» **GIVEN RECORDS**

__________________________________________________

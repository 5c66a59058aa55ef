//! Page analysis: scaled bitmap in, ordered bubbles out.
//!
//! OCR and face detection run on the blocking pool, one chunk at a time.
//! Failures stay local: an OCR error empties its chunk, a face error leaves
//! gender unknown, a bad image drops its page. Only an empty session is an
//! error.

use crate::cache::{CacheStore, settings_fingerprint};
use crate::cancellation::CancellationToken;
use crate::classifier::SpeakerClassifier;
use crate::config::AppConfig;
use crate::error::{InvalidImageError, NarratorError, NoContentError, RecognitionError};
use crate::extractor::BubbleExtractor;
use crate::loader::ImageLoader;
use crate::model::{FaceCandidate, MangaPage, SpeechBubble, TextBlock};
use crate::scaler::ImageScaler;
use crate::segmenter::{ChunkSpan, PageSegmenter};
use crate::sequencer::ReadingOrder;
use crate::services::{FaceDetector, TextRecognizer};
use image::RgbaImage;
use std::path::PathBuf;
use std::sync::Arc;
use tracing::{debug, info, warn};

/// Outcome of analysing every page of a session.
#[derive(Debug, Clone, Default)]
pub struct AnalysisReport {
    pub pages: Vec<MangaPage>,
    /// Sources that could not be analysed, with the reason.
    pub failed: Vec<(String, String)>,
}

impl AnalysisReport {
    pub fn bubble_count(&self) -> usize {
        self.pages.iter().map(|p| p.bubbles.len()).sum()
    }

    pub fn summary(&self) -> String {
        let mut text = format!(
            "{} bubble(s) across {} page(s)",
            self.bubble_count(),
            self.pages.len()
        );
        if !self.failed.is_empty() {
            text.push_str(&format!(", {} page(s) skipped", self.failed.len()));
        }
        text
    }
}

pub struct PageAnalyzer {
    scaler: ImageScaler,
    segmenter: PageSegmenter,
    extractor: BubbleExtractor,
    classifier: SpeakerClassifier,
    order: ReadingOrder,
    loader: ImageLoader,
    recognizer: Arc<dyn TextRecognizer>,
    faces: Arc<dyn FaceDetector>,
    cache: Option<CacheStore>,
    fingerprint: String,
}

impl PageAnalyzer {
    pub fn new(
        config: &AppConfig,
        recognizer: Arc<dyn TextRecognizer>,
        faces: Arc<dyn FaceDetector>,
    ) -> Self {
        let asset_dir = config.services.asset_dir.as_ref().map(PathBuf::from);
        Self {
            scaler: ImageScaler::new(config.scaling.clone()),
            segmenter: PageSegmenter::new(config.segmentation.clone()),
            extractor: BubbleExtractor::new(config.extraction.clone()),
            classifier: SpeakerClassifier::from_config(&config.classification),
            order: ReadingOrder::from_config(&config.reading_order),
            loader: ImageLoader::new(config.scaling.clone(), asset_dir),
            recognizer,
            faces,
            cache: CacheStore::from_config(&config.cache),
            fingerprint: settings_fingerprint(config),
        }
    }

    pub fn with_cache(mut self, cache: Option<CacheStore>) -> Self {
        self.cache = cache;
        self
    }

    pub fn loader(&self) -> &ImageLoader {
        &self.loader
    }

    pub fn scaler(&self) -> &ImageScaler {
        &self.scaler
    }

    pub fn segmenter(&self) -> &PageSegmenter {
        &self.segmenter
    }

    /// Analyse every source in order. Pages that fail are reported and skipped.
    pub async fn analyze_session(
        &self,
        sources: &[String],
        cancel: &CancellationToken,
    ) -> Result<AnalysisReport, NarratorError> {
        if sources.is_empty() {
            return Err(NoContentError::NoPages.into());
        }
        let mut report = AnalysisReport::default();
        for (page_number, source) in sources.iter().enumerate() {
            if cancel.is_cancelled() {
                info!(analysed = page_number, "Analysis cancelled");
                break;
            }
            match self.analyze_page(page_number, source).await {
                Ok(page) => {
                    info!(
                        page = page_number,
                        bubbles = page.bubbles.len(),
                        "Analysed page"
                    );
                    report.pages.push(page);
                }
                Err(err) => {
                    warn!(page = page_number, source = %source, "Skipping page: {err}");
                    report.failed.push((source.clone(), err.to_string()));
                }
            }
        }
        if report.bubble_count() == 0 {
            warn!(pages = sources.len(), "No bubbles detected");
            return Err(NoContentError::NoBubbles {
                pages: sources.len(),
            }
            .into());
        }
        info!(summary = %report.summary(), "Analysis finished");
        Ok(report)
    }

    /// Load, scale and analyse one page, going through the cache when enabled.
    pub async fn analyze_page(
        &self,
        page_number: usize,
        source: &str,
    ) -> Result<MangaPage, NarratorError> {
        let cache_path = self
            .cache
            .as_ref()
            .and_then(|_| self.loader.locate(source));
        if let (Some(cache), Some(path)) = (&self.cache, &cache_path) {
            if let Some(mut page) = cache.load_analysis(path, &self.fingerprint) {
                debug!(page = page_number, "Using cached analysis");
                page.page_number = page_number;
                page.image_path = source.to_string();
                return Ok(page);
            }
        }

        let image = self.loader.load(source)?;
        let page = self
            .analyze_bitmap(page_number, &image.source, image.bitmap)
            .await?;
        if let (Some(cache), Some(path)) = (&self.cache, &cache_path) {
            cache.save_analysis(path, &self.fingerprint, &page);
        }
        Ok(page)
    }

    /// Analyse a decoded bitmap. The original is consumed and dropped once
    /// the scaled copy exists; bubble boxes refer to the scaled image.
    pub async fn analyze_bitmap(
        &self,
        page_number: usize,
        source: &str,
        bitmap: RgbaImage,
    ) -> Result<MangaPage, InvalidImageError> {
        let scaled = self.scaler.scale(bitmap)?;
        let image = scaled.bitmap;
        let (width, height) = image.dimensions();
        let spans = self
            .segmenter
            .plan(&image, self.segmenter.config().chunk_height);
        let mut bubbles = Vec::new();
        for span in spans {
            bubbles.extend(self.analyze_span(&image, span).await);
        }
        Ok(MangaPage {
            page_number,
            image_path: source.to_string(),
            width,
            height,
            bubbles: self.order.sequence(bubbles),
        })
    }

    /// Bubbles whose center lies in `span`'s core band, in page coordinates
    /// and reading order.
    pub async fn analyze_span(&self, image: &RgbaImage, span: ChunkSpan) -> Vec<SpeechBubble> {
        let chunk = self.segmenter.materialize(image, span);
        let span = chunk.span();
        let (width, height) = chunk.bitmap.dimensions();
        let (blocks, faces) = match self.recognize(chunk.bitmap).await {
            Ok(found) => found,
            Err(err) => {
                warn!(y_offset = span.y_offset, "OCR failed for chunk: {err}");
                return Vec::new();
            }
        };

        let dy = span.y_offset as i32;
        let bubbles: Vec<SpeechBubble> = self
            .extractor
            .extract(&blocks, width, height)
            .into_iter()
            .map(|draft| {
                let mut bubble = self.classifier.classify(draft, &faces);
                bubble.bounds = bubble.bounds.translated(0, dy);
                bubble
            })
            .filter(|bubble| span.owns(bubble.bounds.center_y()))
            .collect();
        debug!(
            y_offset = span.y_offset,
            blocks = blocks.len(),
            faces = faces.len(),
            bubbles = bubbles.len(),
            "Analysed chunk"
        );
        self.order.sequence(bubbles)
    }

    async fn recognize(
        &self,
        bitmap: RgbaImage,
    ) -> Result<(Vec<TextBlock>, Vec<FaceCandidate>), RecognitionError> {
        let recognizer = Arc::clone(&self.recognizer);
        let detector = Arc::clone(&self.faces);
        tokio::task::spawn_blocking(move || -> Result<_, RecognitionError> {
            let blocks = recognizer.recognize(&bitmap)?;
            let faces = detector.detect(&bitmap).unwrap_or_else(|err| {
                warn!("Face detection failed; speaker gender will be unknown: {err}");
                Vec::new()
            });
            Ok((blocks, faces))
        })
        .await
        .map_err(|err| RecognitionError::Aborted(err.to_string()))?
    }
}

__________________________________________________

» **WHAT THE TASK REQUIRES**
Word for word, transcribe each record.

» **EXERCISE RESULT**
repository 5c66a59058aa55ef
//! Page analysis: scaled bitmap in, ordered bubbles out.
//!
//! OCR and face detection run on the blocking pool, one chunk at a time.
//! Failures stay local: an OCR error empties its chunk, a face error leaves
//! gender unknown, a bad image drops its page. Only an empty session is an
//! error.

use crate::cache::{CacheStore, settings_fingerprint};
use crate::cancellation::CancellationToken;
use crate::classifier::SpeakerClassifier;
use crate::config::AppConfig;
use crate::error::{InvalidImageError, NarratorError, NoContentError, RecognitionError};
use crate::extractor::BubbleExtractor;
use crate::loader::ImageLoader;
use crate::model::{FaceCandidate, MangaPage, SpeechBubble, TextBlock};
use crate::scaler::ImageScaler;
use crate::segmenter::{ChunkSpan, PageSegmenter};
use crate::sequencer::ReadingOrder;
use crate::services::{FaceDetector, TextRecognizer};
use image::RgbaImage;
use std::path::PathBuf;
use std::sync::Arc;
use tracing::{debug, info, warn};

/// Outcome of analysing every page of a session.
#[derive(Debug, Clone, Default)]
pub struct AnalysisReport {
    pub pages: Vec<MangaPage>,
    /// Sources that could not be analysed, with the reason.
    pub failed: Vec<(String, String)>,
}

impl AnalysisReport {
    pub fn bubble_count(&self) -> usize {
        self.pages.iter().map(|p| p.bubbles.len()).sum()
    }

    pub fn summary(&self) -> String {
        let mut text = format!(
            "{} bubble(s) across {} page(s)",
            self.bubble_count(),
            self.pages.len()
        );
        if !self.failed.is_empty() {
            text.push_str(&format!(", {} page(s) skipped", self.failed.len()));
        }
        text
    }
}

pub struct PageAnalyzer {
    scaler: ImageScaler,
    segmenter: PageSegmenter,
    extractor: BubbleExtractor,
    classifier: SpeakerClassifier,
    order: ReadingOrder,
    loader: ImageLoader,
    recognizer: Arc<dyn TextRecognizer>,
    faces: Arc<dyn FaceDetector>,
    cache: Option<CacheStore>,
    fingerprint: String,
}

impl PageAnalyzer {
    pub fn new(
        config: &AppConfig,
        recognizer: Arc<dyn TextRecognizer>,
        faces: Arc<dyn FaceDetector>,
    ) -> Self {
        let asset_dir = config.services.asset_dir.as_ref().map(PathBuf::from);
        Self {
            scaler: ImageScaler::new(config.scaling.clone()),
            segmenter: PageSegmenter::new(config.segmentation.clone()),
            extractor: BubbleExtractor::new(config.extraction.clone()),
            classifier: SpeakerClassifier::from_config(&config.classification),
            order: ReadingOrder::from_config(&config.reading_order),
            loader: ImageLoader::new(config.scaling.clone(), asset_dir),
            recognizer,
            faces,
            cache: CacheStore::from_config(&config.cache),
            fingerprint: settings_fingerprint(config),
        }
    }

    pub fn with_cache(mut self, cache: Option<CacheStore>) -> Self {
        self.cache = cache;
        self
    }

    pub fn loader(&self) -> &ImageLoader {
        &self.loader
    }

    pub fn scaler(&self) -> &ImageScaler {
        &self.scaler
    }

    pub fn segmenter(&self) -> &PageSegmenter {
        &self.segmenter
    }

    /// Analyse every source in order. Pages that fail are reported and skipped.
    pub async fn analyze_session(
        &self,
        sources: &[String],
        cancel: &CancellationToken,
    ) -> Result<AnalysisReport, NarratorError> {
        if sources.is_empty() {
            return Err(NoContentError::NoPages.into());
        }
        let mut report = AnalysisReport::default();
        for (page_number, source) in sources.iter().enumerate() {
            if cancel.is_cancelled() {
                info!(analysed = page_number, "Analysis cancelled");
                break;
            }
            match self.analyze_page(page_number, source).await {
                Ok(page) => {
                    info!(
                        page = page_number,
                        bubbles = page.bubbles.len(),
                        "Analysed page"
                    );
                    report.pages.push(page);
                }
                Err(err) => {
                    warn!(page = page_number, source = %source, "Skipping page: {err}");
                    report.failed.push((source.clone(), err.to_string()));
                }
            }
        }
        if report.bubble_count() == 0 {
            warn!(pages = sources.len(), "No bubbles detected");
            return Err(NoContentError::NoBubbles {
                pages: sources.len(),
            }
            .into());
        }
        info!(summary = %report.summary(), "Analysis finished");
        Ok(report)
    }

    /// Load, scale and analyse one page, going through the cache when enabled.
    pub async fn analyze_page(
        &self,
        page_number: usize,
        source: &str,
    ) -> Result<MangaPage, NarratorError> {
        let cache_path = self
            .cache
            .as_ref()
            .and_then(|_| self.loader.locate(source));
        if let (Some(cache), Some(path)) = (&self.cache, &cache_path) {
            if let Some(mut page) = cache.load_analysis(path, &self.fingerprint) {
                debug!(page = page_number, "Using cached analysis");
                page.page_number = page_number;
                page.image_path = source.to_string();
                return Ok(page);
            }
        }

        let image = self.loader.load(source)?;
        let page = self
            .analyze_bitmap(page_number, &image.source, image.bitmap)
            .await?;
        if let (Some(cache), Some(path)) = (&self.cache, &cache_path) {
            cache.save_analysis(path, &self.fingerprint, &page);
        }
        Ok(page)
    }

    /// Analyse a decoded bitmap. The original is consumed and dropped once
    /// the scaled copy exists; bubble boxes refer to the scaled image.
    pub async fn analyze_bitmap(
        &self,
        page_number: usize,
        source: &str,
        bitmap: RgbaImage,
    ) -> Result<MangaPage, InvalidImageError> {
        let scaled = self.scaler.scale(bitmap)?;
        let image = scaled.bitmap;
        let (width, height) = image.dimensions();
        let spans = self
            .segmenter
            .plan(&image, self.segmenter.config().chunk_height);
        let mut bubbles = Vec::new();
        for span in spans {
            bubbles.extend(self.analyze_span(&image, span).await);
        }
        Ok(MangaPage {
            page_number,
            image_path: source.to_string(),
            width,
            height,
            bubbles: self.order.sequence(bubbles),
        })
    }

    /// Bubbles whose center lies in `span`'s core band, in page coordinates
    /// and reading order.
    pub async fn analyze_span(&self, image: &RgbaImage, span: ChunkSpan) -> Vec<SpeechBubble> {
        let chunk = self.segmenter.materialize(image, span);
        let span = chunk.span();
        let (width, height) = chunk.bitmap.dimensions();
        let (blocks, faces) = match self.recognize(chunk.bitmap).await {
            Ok(found) => found,
            Err(err) => {
                warn!(y_offset = span.y_offset, "OCR failed for chunk: {err}");
                return Vec::new();
            }
        };

        let dy = span.y_offset as i32;
        let bubbles: Vec<SpeechBubble> = self
            .extractor
            .extract(&blocks, width, height)
            .into_iter()
            .map(|draft| {
                let mut bubble = self.classifier.classify(draft, &faces);
                bubble.bounds = bubble.bounds.translated(0, dy);
                bubble
            })
            .filter(|bubble| span.owns(bubble.bounds.center_y()))
            .collect();
        debug!(
            y_offset = span.y_offset,
            blocks = blocks.len(),
            faces = faces.len(),
            bubbles = bubbles.len(),
            "Analysed chunk"
        );
        self.order.sequence(bubbles)
    }

    async fn recognize(
        &self,
        bitmap: RgbaImage,
    ) -> Result<(Vec<TextBlock>, Vec<FaceCandidate>), RecognitionError> {
        let recognizer = Arc::clone(&self.recognizer);
        let detector = Arc::clone(&self.faces);
        tokio::task::spawn_blocking(move || -> Result<_, RecognitionError> {
            let blocks = recognizer.recognize(&bitmap)?;
            let faces = detector.detect(&bitmap).unwrap_or_else(|err| {
                warn!("Face detection failed; speaker gender will be unknown: {err}");
                Vec::new()
            });
            Ok((blocks, faces))
        })
        .await
        .map_err(|err| RecognitionError::Aborted(err.to_string()))?
    }
}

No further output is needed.